What happened to Stage 6?

I read a lot about reading when I was involved in adult literacy tutoring. It was a revelation to me that there were so many people who got through life without a skill upon which I was completely dependent. (We used to put op notices that said “1 in 5 can’t Read”, with little tear-off slips at the bottom for people who wanted to be tutors,or be tutored.)
There was a book by Jeanne Chall, “Stages ,of reading development”.
Thing is, I coulda sworn there were 6.
I personally vividly remember the first stages: being read to, “pretend” reading books I knew by heart, decoding (reading aloud when I thought you HAD to say the words; I asked my big brother how he read silently, and he told me I would have to work late at night with whips and chains) ; confirmation, informational skills, ‘construction and reconstruction’ . For a long time, I NEVER did not finish a book; love it or hate it, I compulsively read till the end
And finally stage 6, which had more in common in some ways with the “pre-reading” stage:you are bringing more to the page than you’re taking from it. Like when you read to a two or three year old, it seems like magic to them, they’ll focus on the codex itself, the pictures, obviously, maybe flipping the book around to see if the same thing will come out of the reader’s mouth. They’ll enthusiastically interrupt to reflect on something they’ve experienced which the story, or a certain word, or a name, brings to their minds. Giggle. Cry. Caress the pages. Rip the pages! It’s a one-medium multi-media experience.
Adam Corolla has a book out, ‘Everything Reminds Me of Something”. I haven’t read it, but I totes endorse the title sentiment. That sums up what I recall Chall saying about Stage 6. I’m there! And it is glorious. Everything else I’ve read and learned crowds around me, dances in and out of the text in front of me…of course reading online my have something to do with this, since you can instantly summon up info about anything outside the text.
I know I have Chall’s book somewhere; I was never a library person ,especially not when singed by the evangelical fire: Jonathan Kozol’s “Illiterate America”, Eileen Simpson’s “Reversals”, and undoubtedly Chall’s book: these were religious texts to me then, I’da wanted to own the codices. The physical book itself woulda been as important to me as the ideas therein. I can see myself actually hugging those codices, like we used to do as children with our well-used copies of “Little Women” , “The Five little Peppers”; “The Hollow Tree Stories”.
I gotta find it, to make sure I didn’t just…dream up stage 6. That can happen; I remember reading in American Scholar about the writer’s experience with some lines of poetry, I think they were from “Faust”, that everybody in the group he was socializing with could recite by heart—problem is, the lines do NOT actually appear in the text!
Welp—I hope some have read this meditation with moderate interest.
As for me: Stage 6 is pulling outta town again, and I aim to be on it.

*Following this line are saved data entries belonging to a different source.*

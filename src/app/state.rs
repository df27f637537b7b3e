//! Application state management and view model computation.
//!
//! This module defines [`AppState`], the central state container of the client.
//! It owns the employee cache, the active query, the edit session and the view
//! publisher, and keeps the published view consistent with the first two.
//!
//! # Architecture
//!
//! `AppState` separates core data (cache, query) from derived state (the
//! filtered view). Every mutation of core data goes through a method here that
//! ends in `refresh_view`, so the published view always equals
//! `search(cache, query)`.
//!
//! # Example
//!
//! ```
//! use roster::app::AppState;
//! use roster::Employee;
//!
//! let mut state = AppState::new();
//! state.load_employees(vec![
//!     Employee::new("Bob Ann").with_id(2),
//!     Employee::new("Ann Lee").with_id(1),
//! ]);
//! state.set_query("ann");
//! assert_eq!(state.view()[0].name, "Ann Lee");
//! ```

use super::cache::EmployeeCache;
use super::publisher::{EmployeeView, ViewPublisher, ViewSubscription};
use super::search::{match_ranges, search};
use super::session::{EditSession, SessionMode};
use crate::domain::{Employee, EmployeeId};
use crate::ui::viewmodel::{
    DisplayItem, EmptyState, FooterInfo, HeaderInfo, ModalInfo, SearchBarInfo, UIViewModel,
};

/// Central application state container.
///
/// Owned by a single task and mutated only by
/// [`handle_event`](crate::app::handle_event).
#[derive(Debug, Default)]
pub struct AppState {
    /// Authoritative records, in server order.
    cache: EmployeeCache,

    /// Active search query, kept verbatim until the user edits it.
    query: String,

    /// Open dialog and its epoch.
    pub session: EditSession,

    /// Replay-latest stream of `search(cache, query)`.
    publisher: ViewPublisher,
}

impl AppState {
    /// Creates an empty state: no records, blank query, no dialog.
    #[must_use]
    pub fn new() -> Self {
        Self::default()
    }

    #[must_use]
    pub const fn cache(&self) -> &EmployeeCache {
        &self.cache
    }

    #[must_use]
    pub fn query(&self) -> &str {
        &self.query
    }

    #[must_use]
    pub const fn session(&self) -> &EditSession {
        &self.session
    }

    /// Latest published view.
    #[must_use]
    pub fn view(&self) -> EmployeeView {
        self.publisher.current()
    }

    /// Subscribes to view updates; the current view is available immediately.
    #[must_use]
    pub fn subscribe(&self) -> ViewSubscription {
        self.publisher.subscribe()
    }

    /// Replaces the active query and republishes.
    pub fn set_query(&mut self, query: impl Into<String>) {
        self.query = query.into();
        tracing::trace!(query = %self.query, "search query updated");
        self.refresh_view();
    }

    /// Replaces the cache with a fresh listing, keeping the query.
    pub fn load_employees(&mut self, records: Vec<Employee>) {
        self.cache.load(records);
        self.refresh_view();
    }

    /// Appends a created record and republishes the view.
    ///
    /// Returns `true` if the cache changed.
    pub fn insert_employee(&mut self, record: Employee) -> bool {
        let changed = self.cache.insert(record);
        self.refresh_view();
        changed
    }

    /// Writes back an updated record and republishes the view, even on a miss.
    ///
    /// Returns `true` if the cache changed.
    pub fn replace_employee(&mut self, record: Employee) -> bool {
        let changed = self.cache.replace(record);
        self.refresh_view();
        changed
    }

    /// Drops a deleted record and republishes the view, even on a miss.
    ///
    /// Returns `true` if the cache changed.
    pub fn remove_employee(&mut self, id: EmployeeId) -> bool {
        let changed = self.cache.remove(id);
        self.refresh_view();
        changed
    }

    /// Recomputes and publishes `search(cache, query)`.
    fn refresh_view(&self) {
        let view = search(self.cache.all(), &self.query);
        tracing::debug!(
            total = self.cache.len(),
            visible = view.len(),
            "view refreshed"
        );
        self.publisher.publish(view);
    }

    /// Computes a renderable view model for a terminal `cols` wide.
    ///
    /// # Parameters
    ///
    /// * `cols` - Terminal width in character cells, used to size the table
    ///
    /// # Returns
    ///
    /// A [`UIViewModel`] with one row per visible record, highlight ranges for
    /// the active query, and the open dialog, if any.
    ///
    /// # Example
    ///
    /// ```
    /// use roster::app::AppState;
    ///
    /// let state = AppState::new();
    /// let viewmodel = state.compute_viewmodel(80);
    /// assert!(viewmodel.empty_state.is_some());
    /// ```
    #[must_use]
    pub fn compute_viewmodel(&self, cols: usize) -> UIViewModel {
        let view = self.view();
        let widths = ColumnWidths::for_terminal(cols);

        let display_items: Vec<DisplayItem> = view
            .iter()
            .map(|employee| self.compute_display_item(employee, &widths))
            .collect();

        let empty_state = display_items.is_empty().then(|| self.compute_empty_state());

        UIViewModel {
            display_items,
            header: HeaderInfo {
                title: format!(" Employees ({}/{}) ", view.len(), self.cache.len()),
            },
            search_bar: (!self.query.trim().is_empty()).then(|| SearchBarInfo {
                query: self.query.clone(),
            }),
            modal: self.compute_modal(),
            footer: self.compute_footer(),
            empty_state,
        }
    }

    fn compute_display_item(&self, employee: &Employee, widths: &ColumnWidths) -> DisplayItem {
        let name = truncate(&employee.name, widths.name);
        DisplayItem {
            id: employee.id.map_or_else(|| "-".to_string(), |id| id.to_string()),
            name_highlights: clip_ranges(match_ranges(&employee.name, &self.query), &name),
            email: truncate(&employee.email, widths.email),
            job_title: truncate(&employee.job_title, widths.job_title),
            image_badge: employee.image_source().badge(),
            name,
        }
    }

    fn compute_empty_state(&self) -> EmptyState {
        if self.cache.is_empty() {
            EmptyState {
                message: "No employees yet".to_string(),
                subtitle: "Use `new` to add one, or `reload` to fetch again".to_string(),
            }
        } else {
            EmptyState {
                message: format!("No employee matches \"{}\"", self.query.trim()),
                subtitle: "Use `find` with no query to show everyone".to_string(),
            }
        }
    }

    fn compute_modal(&self) -> Option<ModalInfo> {
        if let Some(preview) = self.session.preview() {
            return Some(ModalInfo {
                title: preview.name.clone().unwrap_or_else(|| "Image".to_string()),
                lines: vec![preview.url.clone()],
            });
        }

        match self.session.mode() {
            SessionMode::Idle | SessionMode::ViewingImage => None,
            SessionMode::Adding => Some(ModalInfo {
                title: "New employee".to_string(),
                lines: vec![format!(
                    "image: {}",
                    self.session.pending_image().map_or("(none)", describe_image)
                )],
            }),
            SessionMode::Editing => self.session.editing().map(|record| ModalInfo {
                title: format!("Edit {}", record.name),
                lines: record_lines(record),
            }),
            SessionMode::Deleting => self.session.deleting().map(|record| ModalInfo {
                title: format!("Delete {}?", record.name),
                lines: record_lines(record),
            }),
        }
    }

    fn compute_footer(&self) -> FooterInfo {
        let keybindings = match self.session.mode() {
            SessionMode::Idle => "find QUERY  new  edit ID  delete ID  show ID  reload  help  quit",
            SessionMode::Adding => "save name=.. email=.. job=..  photo PATH  photo-url URL  cancel",
            SessionMode::Editing => "save [name=..] [email=..] [job=..]  photo PATH  photo-url URL  cancel",
            SessionMode::Deleting => "confirm  cancel",
            SessionMode::ViewingImage => "hide",
        };
        FooterInfo {
            keybindings: keybindings.to_string(),
        }
    }
}

struct ColumnWidths {
    name: usize,
    email: usize,
    job_title: usize,
}

impl ColumnWidths {
    /// Splits the space left after the id and badge columns 2:2:1.
    fn for_terminal(cols: usize) -> Self {
        const FIXED: usize = 6 + 7 + 8;
        let flexible = cols.saturating_sub(FIXED).max(15);
        Self {
            name: flexible * 2 / 5,
            email: flexible * 2 / 5,
            job_title: flexible / 5,
        }
    }
}

/// Truncates to `max` characters, ending in "..." when cut.
fn truncate(text: &str, max: usize) -> String {
    if text.chars().count() <= max {
        return text.to_string();
    }
    let keep = max.saturating_sub(3);
    let mut out: String = text.chars().take(keep).collect();
    out.push_str("...");
    out
}

/// Drops highlight ranges that fall in the truncated tail of `shown`.
fn clip_ranges(ranges: Vec<(usize, usize)>, shown: &str) -> Vec<(usize, usize)> {
    let limit = if shown.ends_with("...") {
        shown.chars().count().saturating_sub(3)
    } else {
        shown.chars().count()
    };
    ranges
        .into_iter()
        .filter(|(start, _)| *start < limit)
        .map(|(start, end)| (start, end.min(limit)))
        .collect()
}

fn describe_image(url: &str) -> &str {
    if url.starts_with("data:") {
        "(inline image attached)"
    } else {
        url
    }
}

fn record_lines(record: &Employee) -> Vec<String> {
    vec![
        format!("id:    {}", record.id.map_or_else(|| "-".to_string(), |id| id.to_string())),
        format!("email: {}", record.email),
        format!("job:   {}", record.job_title),
        format!("image: {}", record.image_url.as_deref().map_or("(none)", describe_image)),
    ]
}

It’s a glitch in the matrix!

Bereinstain/stein bears or Mandela effect? (source)

See here for a non-exhaustive list.


Well, @Hypatia, our interlibrary loan bureaucracy has come through. That Chall book is sitting here on my desk right now.

You ready for this?

Chall stipulated 6 stages, yup indeed. But she listed them as Stage 0 through Stage 5 inclusive. Talk about crappy writing! negligent obscurantism! foolish muddying of the waters of hypothesis!

No wonder you can’t remember “Stage 6,” although there was a sixth stage.
0 = something called pre-reading;
1 = cracking the code;
2 = fluency and something called ungluing from print;
3 = first step of reading for learning the new;
4 = reading prose presenting multiple viewpoints;
5 = construction and reconstruction; this includes the bit about deciding what to read and what not to read, having developed judgement; this includes the bit about bringing your own wisdom to the page to work along with the author.

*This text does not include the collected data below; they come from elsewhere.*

//! Edit-session state machine for the modal workflow.
//!
//! This module defines the transient state behind the add, edit and delete
//! dialogs and the image preview overlay. At most one dialog is open at a
//! time; opening one replaces whatever was open before, it never merges.
//!
//! # State Machine
//!
//! ```text
//!            open_add / open_edit / open_delete
//!   Idle ───────────────────────────────────────► Adding | Editing | Deleting
//!    ▲                                                     │
//!    └──────── close  or  successful completion ───────────┘
//! ```
//!
//! The image preview is an overlay: `open_image` and `close_image` never touch
//! the underlying session.
//!
//! # Epochs
//!
//! Every open and close bumps a monotonically increasing epoch. Asynchronous
//! work (store calls, image encodes) records the epoch it was issued under,
//! and its completion only affects the session if the epoch still matches.
//! A late image decode can therefore never land in a dialog opened later.

use crate::domain::{Employee, Result, RosterError};

/// Which dialog an image attachment is meant for.
#[derive(Debug, Clone, Copy, PartialEq, Eq)]
pub enum ImageTarget {
    /// The pending image of the add dialog.
    Add,
    /// The `image_url` of the record being edited.
    Edit,
}

/// Identifies the session an asynchronous image encode belongs to.
#[derive(Debug, Clone, Copy, PartialEq, Eq)]
pub struct ImageTicket {
    /// Session epoch when the encode was requested.
    pub epoch: u64,
    /// Slot the encoded image is routed to.
    pub target: ImageTarget,
}

/// The open dialog, if any.
#[derive(Debug, Clone, Default, PartialEq, Eq)]
pub enum Session {
    /// No dialog open.
    #[default]
    Idle,

    /// Add dialog, with an optional attached image as a data or http(s) URL.
    Adding {
        /// Overrides the submitted payload's `image_url` when set.
        pending_image: Option<String>,
    },

    /// Edit dialog over a private copy of the record.
    Editing(Employee),

    /// Delete confirmation for a private copy of the record.
    Deleting(Employee),
}

/// The image preview overlay.
#[derive(Debug, Clone, PartialEq, Eq)]
pub struct ImagePreview {
    pub url: String,
    pub name: Option<String>,
}

/// Flattened view of the session for rendering and key hints.
///
/// The preview overlay wins over the dialog underneath it.
#[derive(Debug, Clone, Copy, PartialEq, Eq)]
pub enum SessionMode {
    Idle,
    Adding,
    Editing,
    Deleting,
    ViewingImage,
}

/// Transient modal state plus its epoch counter.
#[derive(Debug, Clone, Default)]
pub struct EditSession {
    session: Session,
    preview: Option<ImagePreview>,
    epoch: u64,
}

impl EditSession {
    #[must_use]
    pub fn new() -> Self {
        Self::default()
    }

    /// Opens the add dialog with no pending image.
    pub fn open_add(&mut self) {
        self.transition(Session::Adding { pending_image: None });
    }

    /// Opens the edit dialog over a copy of `record`.
    pub fn open_edit(&mut self, record: &Employee) {
        self.transition(Session::Editing(record.clone()));
    }

    /// Opens the delete confirmation for a copy of `record`.
    pub fn open_delete(&mut self, record: &Employee) {
        self.transition(Session::Deleting(record.clone()));
    }

    /// Cancels whatever dialog is open and returns to `Idle`.
    pub fn close(&mut self) {
        self.transition(Session::Idle);
    }

    /// Shows the image preview overlay.
    pub fn open_image(&mut self, url: impl Into<String>, name: Option<String>) {
        let url = url.into();
        tracing::debug!(image = %crate::domain::ImageSource::classify(&url).badge(), "image preview opened");
        self.preview = Some(ImagePreview { url, name });
    }

    pub fn close_image(&mut self) {
        self.preview = None;
    }

    fn transition(&mut self, next: Session) {
        self.epoch += 1;
        tracing::debug!(
            epoch = self.epoch,
            from = ?mode_of(&self.session),
            to = ?mode_of(&next),
            "edit session transition"
        );
        self.session = next;
    }

    #[must_use]
    pub const fn epoch(&self) -> u64 {
        self.epoch
    }

    #[must_use]
    pub const fn session(&self) -> &Session {
        &self.session
    }

    #[must_use]
    pub const fn preview(&self) -> Option<&ImagePreview> {
        self.preview.as_ref()
    }

    #[must_use]
    pub const fn mode(&self) -> SessionMode {
        if self.preview.is_some() {
            return SessionMode::ViewingImage;
        }
        mode_of(&self.session)
    }

    #[must_use]
    pub const fn is_idle(&self) -> bool {
        matches!(self.session, Session::Idle)
    }

    /// The pending image of an open add dialog.
    #[must_use]
    pub fn pending_image(&self) -> Option<&str> {
        match &self.session {
            Session::Adding { pending_image } => pending_image.as_deref(),
            _ => None,
        }
    }

    #[must_use]
    pub const fn editing(&self) -> Option<&Employee> {
        match &self.session {
            Session::Editing(record) => Some(record),
            _ => None,
        }
    }

    #[must_use]
    pub const fn deleting(&self) -> Option<&Employee> {
        match &self.session {
            Session::Deleting(record) => Some(record),
            _ => None,
        }
    }

    /// Builds the create payload for the add dialog.
    ///
    /// A pending image overrides `payload.image_url`.
    ///
    /// # Errors
    ///
    /// Returns [`RosterError::Validation`] if no add dialog is open or the
    /// payload already carries an id.
    pub fn prepare_add(&self, mut payload: Employee) -> Result<Employee> {
        let Session::Adding { pending_image } = &self.session else {
            return Err(RosterError::Validation("no add dialog is open".to_string()));
        };
        if let Some(id) = payload.id {
            return Err(RosterError::Validation(format!("new employee must not carry an id, got {id}")));
        }

        if let Some(image) = pending_image {
            payload.image_url = Some(image.clone());
        }
        Ok(payload)
    }

    /// Builds the update payload for the edit dialog.
    ///
    /// The edited record's `image_url`, if set, overrides the payload's. A
    /// payload without id takes the edited record's id.
    ///
    /// # Errors
    ///
    /// Returns [`RosterError::Validation`] if no edit dialog is open or if
    /// neither the payload nor the edited record carries an id.
    pub fn prepare_edit(&self, mut payload: Employee) -> Result<Employee> {
        let Session::Editing(record) = &self.session else {
            return Err(RosterError::Validation("no edit dialog is open".to_string()));
        };

        if record.image_url.is_some() {
            payload.image_url.clone_from(&record.image_url);
        }
        if payload.id.is_none() {
            payload.id = record.id;
        }
        if payload.id.is_none() {
            return Err(RosterError::Validation("employee to update has no id".to_string()));
        }
        Ok(payload)
    }

    /// Issues a ticket for an image encode aimed at `target`.
    ///
    /// Returns `None` when the open dialog does not accept that target.
    #[must_use]
    pub const fn image_ticket(&self, target: ImageTarget) -> Option<ImageTicket> {
        if self.accepts(target) {
            Some(ImageTicket {
                epoch: self.epoch,
                target,
            })
        } else {
            None
        }
    }

    /// Routes an encoded image to its slot if the ticket is still current.
    ///
    /// Returns `true` if the image was applied.
    pub fn apply_image(&mut self, ticket: ImageTicket, data_url: String) -> bool {
        if ticket.epoch != self.epoch {
            tracing::debug!(
                ticket_epoch = ticket.epoch,
                current_epoch = self.epoch,
                "dropping image from a closed session"
            );
            return false;
        }
        self.set_image(ticket.target, Some(data_url))
    }

    /// Sets an image slot from a URL typed by the user. A blank value clears it.
    ///
    /// Returns `true` if the open dialog accepted the target.
    pub fn set_image_from_url(&mut self, value: &str, target: ImageTarget) -> bool {
        let value = value.trim();
        let image = (!value.is_empty()).then(|| value.to_string());
        self.set_image(target, image)
    }

    fn set_image(&mut self, target: ImageTarget, image: Option<String>) -> bool {
        match (&mut self.session, target) {
            (Session::Adding { pending_image }, ImageTarget::Add) => {
                *pending_image = image;
                true
            }
            (Session::Editing(record), ImageTarget::Edit) => {
                record.image_url = image;
                true
            }
            _ => {
                tracing::debug!(image_target = ?target, mode = ?mode_of(&self.session), "image target does not match open dialog");
                false
            }
        }
    }

    const fn accepts(&self, target: ImageTarget) -> bool {
        matches!(
            (&self.session, target),
            (Session::Adding { .. }, ImageTarget::Add) | (Session::Editing(_), ImageTarget::Edit)
        )
    }

    /// Returns to `Idle` after a successful store call issued at `origin_epoch`.
    ///
    /// A session reopened since then is left alone. Returns `true` if the
    /// session was closed.
    pub fn finish(&mut self, origin_epoch: u64) -> bool {
        if origin_epoch == self.epoch && !self.is_idle() {
            self.close();
            true
        } else {
            false
        }
    }
}

const fn mode_of(session: &Session) -> SessionMode {
    match session {
        Session::Idle => SessionMode::Idle,
        Session::Adding { .. } => SessionMode::Adding,
        Session::Editing(_) => SessionMode::Editing,
        Session::Deleting(_) => SessionMode::Deleting,
    }
}

#[cfg(test)]
mod tests {
    use super::*;

    fn ann() -> Employee {
        Employee::new("Ann Lee")
            .with_id(1)
            .with_email("ann@corp.io")
            .with_image_url("https://cdn.corp.io/ann.png")
    }

    #[test]
    fn opening_replaces_previous_session_and_bumps_epoch() {
        let mut session = EditSession::new();
        assert_eq!(session.mode(), SessionMode::Idle);

        session.open_add();
        let add_epoch = session.epoch();
        session.open_edit(&ann());
        assert!(session.epoch() > add_epoch);
        assert_eq!(session.mode(), SessionMode::Editing);
        assert!(session.pending_image().is_none());

        session.open_delete(&ann());
        assert!(session.editing().is_none());
        assert_eq!(session.deleting().and_then(|e| e.id), Some(1));
    }

    #[test]
    fn editing_copy_is_independent_of_source() {
        let mut source = ann();
        let mut session = EditSession::new();
        session.open_edit(&source);

        source.name = "Changed".to_string();
        assert_eq!(session.editing().map(|e| e.name.as_str()), Some("Ann Lee"));

        assert!(session.set_image_from_url("https://x.io/b.png", ImageTarget::Edit));
        assert_eq!(source.image_url.as_deref(), Some("https://cdn.corp.io/ann.png"));
    }

    #[test]
    fn image_overlay_keeps_underlying_session() {
        let mut session = EditSession::new();
        session.open_edit(&ann());
        let epoch = session.epoch();

        session.open_image("https://cdn.corp.io/ann.png", Some("Ann Lee".to_string()));
        assert_eq!(session.mode(), SessionMode::ViewingImage);
        assert_eq!(session.epoch(), epoch);

        session.close_image();
        assert_eq!(session.mode(), SessionMode::Editing);
    }

    #[test]
    fn prepare_add_prefers_pending_image() {
        let mut session = EditSession::new();
        session.open_add();
        let payload = Employee::new("X").with_image_url("https://typed.io/x.png");

        let unchanged = session.prepare_add(payload.clone()).unwrap();
        assert_eq!(unchanged.image_url.as_deref(), Some("https://typed.io/x.png"));

        assert!(session.set_image_from_url("data:image/png;base64,AAAA", ImageTarget::Add));
        let merged = session.prepare_add(payload).unwrap();
        assert_eq!(merged.image_url.as_deref(), Some("data:image/png;base64,AAAA"));
    }

    #[test]
    fn prepare_add_rejects_payload_with_id() {
        let mut session = EditSession::new();
        session.open_add();
        let err = session.prepare_add(Employee::new("X").with_id(1)).unwrap_err();
        assert!(matches!(err, RosterError::Validation(_)));
    }

    #[test]
    fn prepare_edit_fills_id_and_image_from_record() {
        let mut session = EditSession::new();
        session.open_edit(&ann());

        let payload = Employee::new("Ann Q. Lee").with_image_url("https://ignored.io/a.png");
        let prepared = session.prepare_edit(payload).unwrap();
        assert_eq!(prepared.id, Some(1));
        assert_eq!(prepared.image_url.as_deref(), Some("https://cdn.corp.io/ann.png"));
        assert_eq!(prepared.name, "Ann Q. Lee");
    }

    #[test]
    fn prepare_edit_without_any_id_is_rejected() {
        let mut session = EditSession::new();
        session.open_edit(&Employee::new("Unsaved"));
        let err = session.prepare_edit(Employee::new("Unsaved")).unwrap_err();
        assert!(matches!(err, RosterError::Validation(_)));
    }

    #[test]
    fn prepare_requires_matching_dialog() {
        let session = EditSession::new();
        assert!(session.prepare_add(Employee::new("X")).is_err());
        assert!(session.prepare_edit(Employee::new("X").with_id(1)).is_err());
    }

    #[test]
    fn late_image_for_reopened_session_is_dropped() {
        let mut session = EditSession::new();
        session.open_edit(&ann());
        let ticket = session.image_ticket(ImageTarget::Edit).unwrap();

        session.close();
        session.open_edit(&ann());

        assert!(!session.apply_image(ticket, "data:image/png;base64,AAAA".to_string()));
        assert_eq!(
            session.editing().and_then(|e| e.image_url.as_deref()),
            Some("https://cdn.corp.io/ann.png")
        );
    }

    #[test]
    fn image_ticket_requires_matching_target() {
        let mut session = EditSession::new();
        assert!(session.image_ticket(ImageTarget::Add).is_none());

        session.open_add();
        assert!(session.image_ticket(ImageTarget::Edit).is_none());
        let ticket = session.image_ticket(ImageTarget::Add).unwrap();
        assert!(session.apply_image(ticket, "data:image/gif;base64,R0lG".to_string()));
        assert_eq!(session.pending_image(), Some("data:image/gif;base64,R0lG"));
    }

    #[test]
    fn blank_url_clears_slot() {
        let mut session = EditSession::new();
        session.open_edit(&ann());
        assert!(session.set_image_from_url("   ", ImageTarget::Edit));
        assert_eq!(session.editing().and_then(|e| e.image_url.clone()), None);
    }

    #[test]
    fn finish_only_closes_the_originating_session() {
        let mut session = EditSession::new();
        session.open_add();
        let origin = session.epoch();

        session.open_edit(&ann());
        assert!(!session.finish(origin));
        assert_eq!(session.mode(), SessionMode::Editing);

        let current = session.epoch();
        assert!(session.finish(current));
        assert!(session.is_idle());
    }
}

So you are not making it up; rather you are making as much sense as possible, in retrospect, from a silly numbering scheme.

Now, how about remembering whole scenes from movies, setting up a viewing so as to enjoy them once more, and then being shocked to see that they aren’t there? That’s my specialty! It is complicated by the fact that there are different versions of films in circulation.

Anyway, the way forward is surely to tend to the unshakeable conviction that we are not the crazy ones; those guys are.


Thanks so much @jzdro ! Reckon I forgot about stage 0.
But I remembered Chall’s delightful description of Satge 0 and Stage 5, how much they have in common, how a pre-reader nd a truly seasoned reader bring as much to the page as they take from it. Also as I recall( and you can correct me if I’m wrong) Chall expressed her doubts that everybody COULD reach the final stage, even after college.
I did adult literacy tutoring as a volunteer for……8 years before my daughter was born. By that time,I no longer took the ability for granted, after sitting beside my students and knowing they simply couldn’t see the difference between d and b, between p and q. I watched my own kid with extreeeeme trepidation: would she, like most people do, internalize the code fairly effortlessly? Yes! Of course dyslexia is less common among girls anyway, for some reason. The book I mentioned, “Reversals” by Eileen Simpson (the first wife of the poet John Berryman) is one exception to the rule.
We had one or two married couples s students who were both illiterate. (and no, they weren’t of the class you’re probably imagining, they were firmly middle class, at least, and they spent their lives concealing their inability with an impressive variety of ruses.) None of them were my students, but what I heard was the wife was usually someone whose schooling for some reason had been defective; she’d be reading Nora Robert’s in NO time. The husband, though, was dyslexic and couldn’t match her progress. I hope we didn’t break up those couples!